UW-Madison satellite technology helps track wildfires
Government officials and citizens alike used UW-Madison satellite technology to track the wildfires. The Cooperative Institute for Meteorological Satellite Studies (CIMSS), which is a part of the Space Science and Engineering Center (SSEC) at UW-Madison, is in the process of developing what it calls a Next Generation Fire System using funding from the National Oceanic and Atmospheric Administration (NOAA).
Previous fire detection algorithms have been designed separately for geostationary satellites, which view the Earth from only one vantage point, and for satellites in polar orbit. But Brad Pierce, an Atmospheric and Oceanic Sciences faculty member and director of the Space Science and Engineering Center who has the development of the Next Generation Fire System (NGFS), said the Next Generation Fire System is “satellite agnostic,” meaning that it can be applied to sensors on both geostationary and polar-orbiting satellites.
The NGFS is currently focusing on upgrading fire detection on the Visual Infrared Imaging Radiometer Suite, a sensor developed by NASA and NOAA that can detect a variety of weather conditions, including snow, ice, clouds and smoke plumes.

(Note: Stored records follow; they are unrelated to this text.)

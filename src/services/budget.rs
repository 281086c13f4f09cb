//! API credit budget: gate polling when the monthly allowance runs low, and
//! surface the balance in reports.

use anyhow::Result;
use sqlx::SqlitePool;

use crate::alerts::{Alerter, Embed};
use crate::config::Config;
use crate::db;

/// Worst-case credits consumed by one poll cycle (sports x markets).
pub const CREDITS_PER_POLL: i64 = 9;

#[derive(Debug, Clone, Copy)]
pub struct BudgetStatus {
    pub monthly_limit: i64,
    pub credits_remaining: Option<i64>,
    pub credits_used: i64,
    pub pct_remaining: f64,
}

pub struct BudgetGovernor {
    monthly_limit: i64,
    low_budget_warned: bool,
}

impl BudgetGovernor {
    pub fn new(config: &Config) -> Self {
        Self {
            monthly_limit: config.odds_api_monthly_credits,
            low_budget_warned: false,
        }
    }

    /// True when polling is affordable: an empty ledger (bootstrap), or a
    /// balance above max(20% of the monthly limit, one poll's worth).
    /// The first denial sends a one-shot low-budget notification.
    pub async fn should_poll(&mut self, pool: &SqlitePool, alerter: &Alerter) -> Result<bool> {
        let Some(remaining) = db::get_credits_remaining(pool).await? else {
            return Ok(true);
        };

        let threshold = (self.monthly_limit as f64 * 0.20).max(CREDITS_PER_POLL as f64);
        if (remaining as f64) > threshold {
            return Ok(true);
        }

        tracing::warn!(
            remaining,
            threshold,
            monthly = self.monthly_limit,
            "budget low, polling paused"
        );
        if !self.low_budget_warned {
            self.low_budget_warned = true;
            let embed = Embed::new(
                "Budget Warning",
                format!(
                    "API credits are below the 20% threshold. \
                     Remaining: **{remaining}** / {}. Polling has been paused.",
                    self.monthly_limit
                ),
                0xE74C3C,
            );
            if let Err(error) = alerter.send_embed(&embed).await {
                tracing::error!(%error, "budget warning dispatch failed");
            }
        }
        Ok(false)
    }
}

pub async fn status(pool: &SqlitePool, monthly_limit: i64) -> Result<BudgetStatus> {
    let remaining = db::get_credits_remaining(pool).await?;
    let used = remaining.map(|r| monthly_limit - r).unwrap_or(0);
    let pct_remaining = match remaining {
        Some(r) => (r as f64 / monthly_limit as f64) * 100.0,
        None => 100.0,
    };
    Ok(BudgetStatus {
        monthly_limit,
        credits_remaining: remaining,
        credits_used: used,
        pct_remaining,
    })
}

#[cfg(test)]
mod tests {
    use super::*;
    use crate::db::testutil::memory_pool;

    fn governor() -> BudgetGovernor {
        BudgetGovernor::new(&Config::for_tests()) // monthly limit 500
    }

    #[tokio::test]
    async fn test_empty_ledger_allows_polling() {
        let pool = memory_pool().await;
        let alerter = Alerter::new(&Config::for_tests());
        assert!(governor().should_poll(&pool, &alerter).await.unwrap());
    }

    #[tokio::test]
    async fn test_healthy_balance_allows_polling() {
        let pool = memory_pool().await;
        let alerter = Alerter::new(&Config::for_tests());
        db::record_api_usage(&pool, "/sports/x/odds", 9, 400)
            .await
            .unwrap();
        assert!(governor().should_poll(&pool, &alerter).await.unwrap());
    }

    #[tokio::test]
    async fn test_low_balance_denies_polling() {
        let pool = memory_pool().await;
        let alerter = Alerter::new(&Config::for_tests());
        // 20% of 500 = 100; a balance at the threshold is denied.
        db::record_api_usage(&pool, "/sports/x/odds", 400, 100)
            .await
            .unwrap();
        assert!(!governor().should_poll(&pool, &alerter).await.unwrap());
    }

    #[tokio::test]
    async fn test_status_math() {
        let pool = memory_pool().await;
        db::record_api_usage(&pool, "/sports/x/odds", 100, 400)
            .await
            .unwrap();
        let with_usage = status(&pool, 500).await.unwrap();
        assert_eq!(with_usage.credits_remaining, Some(400));
        assert_eq!(with_usage.credits_used, 100);
        assert!((with_usage.pct_remaining - 80.0).abs() < 1e-9);

        let empty_pool = memory_pool().await;
        let empty = status(&empty_pool, 500).await.unwrap();
        assert_eq!(empty.credits_remaining, None);
        assert_eq!(empty.credits_used, 0);
    }
}
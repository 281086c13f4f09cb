use anyhow::{Context, Result};
use chrono::Weekday;
use std::env;
use std::str::FromStr;

/// Runtime configuration, loaded from the environment (a `.env` file is
/// honored via dotenv in main). Missing required keys are a fatal startup
/// error; everything else has the defaults below.
#[derive(Debug, Clone)]
pub struct Config {
    // The Odds API
    pub odds_api_key: String,
    pub odds_api_base_url: String,
    pub odds_api_monthly_credits: i64,

    /// Target bookmakers requested from the API (comma-separated env value).
    pub bookmakers: Vec<String>,
    /// Sports to track.
    pub sports: Vec<String>,

    // Discord: default webhook (required), per-signal-type overrides
    pub discord_webhook_url: String,
    pub discord_webhook_steam_move: Option<String>,
    pub discord_webhook_rapid_change: Option<String>,
    pub discord_webhook_pinnacle_divergence: Option<String>,
    pub discord_webhook_reverse_line: Option<String>,
    pub discord_webhook_exchange_shift: Option<String>,

    // Polling
    pub poll_interval_minutes: u64,

    // Detection: steam moves
    pub steam_min_books: usize,
    pub steam_window_minutes: i64,

    // Detection: rapid changes
    pub rapid_spread_threshold: f64,
    pub rapid_ml_threshold: f64,

    // Detection: Pinnacle divergence
    pub pinnacle_spread_threshold: f64,
    pub pinnacle_ml_prob_threshold: f64,

    // Detection: exchange monitor
    pub exchange_shift_threshold: f64,

    /// Quiet hours (UTC): polling is skipped inside [start, end), wrapping
    /// past midnight when start > end. Default 5-14 UTC = midnight-9am ET.
    pub quiet_hours_start: u32,
    pub quiet_hours_end: u32,

    /// Minimum signal strength to alert (0.0–1.0).
    pub min_signal_strength: f64,

    // Alert dedup
    pub alert_cooldown_minutes: i64,

    // Daily/weekly jobs (UTC)
    pub daily_job_hour_utc: u32,
    pub weekly_report_weekday: Weekday,

    // Storage
    pub db_path: String,

    // Logging
    pub log_level: String,
}

fn required(key: &str) -> Result<String> {
    env::var(key).with_context(|| format!("missing required config: {key}"))
}

fn parsed_or<T: FromStr>(key: &str, default: T) -> Result<T>
where
    T::Err: std::fmt::Display,
{
    match env::var(key) {
        Ok(raw) => raw
            .parse::<T>()
            .map_err(|e| anyhow::anyhow!("invalid value for {key}: {e}")),
        Err(_) => Ok(default),
    }
}

fn weekday_or(key: &str, default: Weekday) -> Result<Weekday> {
    match env::var(key) {
        Ok(raw) => raw
            .trim()
            .parse::<Weekday>()
            .map_err(|_| anyhow::anyhow!("invalid value for {key}: expected a weekday name")),
        Err(_) => Ok(default),
    }
}

fn list_or(key: &str, default: &[&str]) -> Vec<String> {
    match env::var(key) {
        Ok(raw) => raw
            .split(',')
            .map(|s| s.trim().to_string())
            .filter(|s| !s.is_empty())
            .collect(),
        Err(_) => default.iter().map(|s| s.to_string()).collect(),
    }
}

impl Config {
    pub fn from_env() -> Result<Self> {
        Ok(Self {
            odds_api_key: required("ODDS_API_KEY")?,
            odds_api_base_url: parsed_or(
                "ODDS_API_BASE_URL",
                "https://api.the-odds-api.com/v4".to_string(),
            )?,
            odds_api_monthly_credits: parsed_or("ODDS_API_MONTHLY_CREDITS", 500)?,
            bookmakers: list_or(
                "BOOKMAKERS",
                &["draftkings", "fanduel", "betmgm", "pinnacle"],
            ),
            sports: list_or("SPORTS", &["basketball_nba"]),
            discord_webhook_url: required("DISCORD_WEBHOOK_URL")?,
            discord_webhook_steam_move: env::var("DISCORD_WEBHOOK_STEAM_MOVE").ok(),
            discord_webhook_rapid_change: env::var("DISCORD_WEBHOOK_RAPID_CHANGE").ok(),
            discord_webhook_pinnacle_divergence: env::var("DISCORD_WEBHOOK_PINNACLE_DIVERGENCE")
                .ok(),
            discord_webhook_reverse_line: env::var("DISCORD_WEBHOOK_REVERSE_LINE").ok(),
            discord_webhook_exchange_shift: env::var("DISCORD_WEBHOOK_EXCHANGE_SHIFT").ok(),
            poll_interval_minutes: parsed_or("POLL_INTERVAL_MINUTES", 20)?,
            steam_min_books: parsed_or("STEAM_MIN_BOOKS", 3)?,
            steam_window_minutes: parsed_or("STEAM_WINDOW_MINUTES", 30)?,
            rapid_spread_threshold: parsed_or("RAPID_SPREAD_THRESHOLD", 0.5)?,
            rapid_ml_threshold: parsed_or("RAPID_ML_THRESHOLD", 20.0)?,
            pinnacle_spread_threshold: parsed_or("PINNACLE_SPREAD_THRESHOLD", 1.0)?,
            pinnacle_ml_prob_threshold: parsed_or("PINNACLE_ML_PROB_THRESHOLD", 0.03)?,
            exchange_shift_threshold: parsed_or("EXCHANGE_SHIFT_THRESHOLD", 0.05)?,
            quiet_hours_start: parsed_or("QUIET_HOURS_START", 5)?,
            quiet_hours_end: parsed_or("QUIET_HOURS_END", 14)?,
            min_signal_strength: parsed_or("MIN_SIGNAL_STRENGTH", 0.5)?,
            alert_cooldown_minutes: parsed_or("ALERT_COOLDOWN_MINUTES", 60)?,
            daily_job_hour_utc: parsed_or("DAILY_JOB_HOUR_UTC", 15)?,
            weekly_report_weekday: weekday_or("WEEKLY_REPORT_WEEKDAY", Weekday::Mon)?,
            db_path: parsed_or("DB_PATH", "sharpline.db".to_string())?,
            log_level: parsed_or("LOG_LEVEL", "info".to_string())?,
        })
    }

    /// Is the given UTC hour inside the quiet window [start, end), wrapping
    /// past midnight when start > end?
    pub fn is_quiet_hour(&self, hour: u32) -> bool {
        if self.quiet_hours_start == self.quiet_hours_end {
            return false;
        }
        if self.quiet_hours_start < self.quiet_hours_end {
            hour >= self.quiet_hours_start && hour < self.quiet_hours_end
        } else {
            hour >= self.quiet_hours_start || hour < self.quiet_hours_end
        }
    }

    #[cfg(test)]
    pub fn for_tests() -> Self {
        Self {
            odds_api_key: "test_key".to_string(),
            odds_api_base_url: "https://api.the-odds-api.com/v4".to_string(),
            odds_api_monthly_credits: 500,
            bookmakers: vec![
                "draftkings".to_string(),
                "fanduel".to_string(),
                "betmgm".to_string(),
                "pinnacle".to_string(),
            ],
            sports: vec!["basketball_nba".to_string()],
            // Unroutable locally so tests never leave the machine.
            discord_webhook_url: "http://127.0.0.1:9/webhooks/test".to_string(),
            discord_webhook_steam_move: None,
            discord_webhook_rapid_change: None,
            discord_webhook_pinnacle_divergence: None,
            discord_webhook_reverse_line: None,
            discord_webhook_exchange_shift: None,
            poll_interval_minutes: 20,
            steam_min_books: 3,
            steam_window_minutes: 30,
            rapid_spread_threshold: 0.5,
            rapid_ml_threshold: 20.0,
            pinnacle_spread_threshold: 1.0,
            pinnacle_ml_prob_threshold: 0.03,
            exchange_shift_threshold: 0.05,
            quiet_hours_start: 5,
            quiet_hours_end: 14,
            min_signal_strength: 0.5,
            alert_cooldown_minutes: 60,
            daily_job_hour_utc: 15,
            weekly_report_weekday: Weekday::Mon,
            db_path: ":memory:".to_string(),
            log_level: "info".to_string(),
        }
    }
}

The sensor is attached to two polar orbiting satellites, allowing for overpasses four times a day. The NGFS is also developing retrieval technologies for Geostationary Operational Environmental Satellites (GOES), typically the types of satellites whose imagery is shown in weather reports.
“The previous algorithms were designed for global applications, and so some of the detections and the quality control was pretty tightly constrained,” Pierce said. “The NGFS is designed for early detection so that we can get that satellite information along with all the other auxiliary information we need to the ground for the people that are managing the fires.”
Michael Pavlonis, another researcher at the SSEC, originally developed the satellite agnostic software to detect volcano eruptions. The ability of the software to detect thermal anomalies allowed for its modification into fire detection software.
The Los Angeles Fire Department did not rely heavily on satellite imagery in firefighting because the fires started in a populated area and were quickly detected by people on the ground. But geostationary satellites using technology developed at the SSEC were able to detect the fires starting in the same five-minute interval it took for people to discover them on the ground — from 23,000 miles away in space.
“One of the key things that [the NGFS] provides is an estimate of the intensity of the fire,” Pierce explained. “It's called fire radiation power. We can use that intensity to understand how much smoke and other gases are being emitted from the fire. So it's important from a fire modeling perspective, trying to picture what’s going to happen and what part of the population would be impacted by smoke from those fires.”
A prototype of the NGFS is currently available through the university, and the technology will eventually be broadly available through NOAA.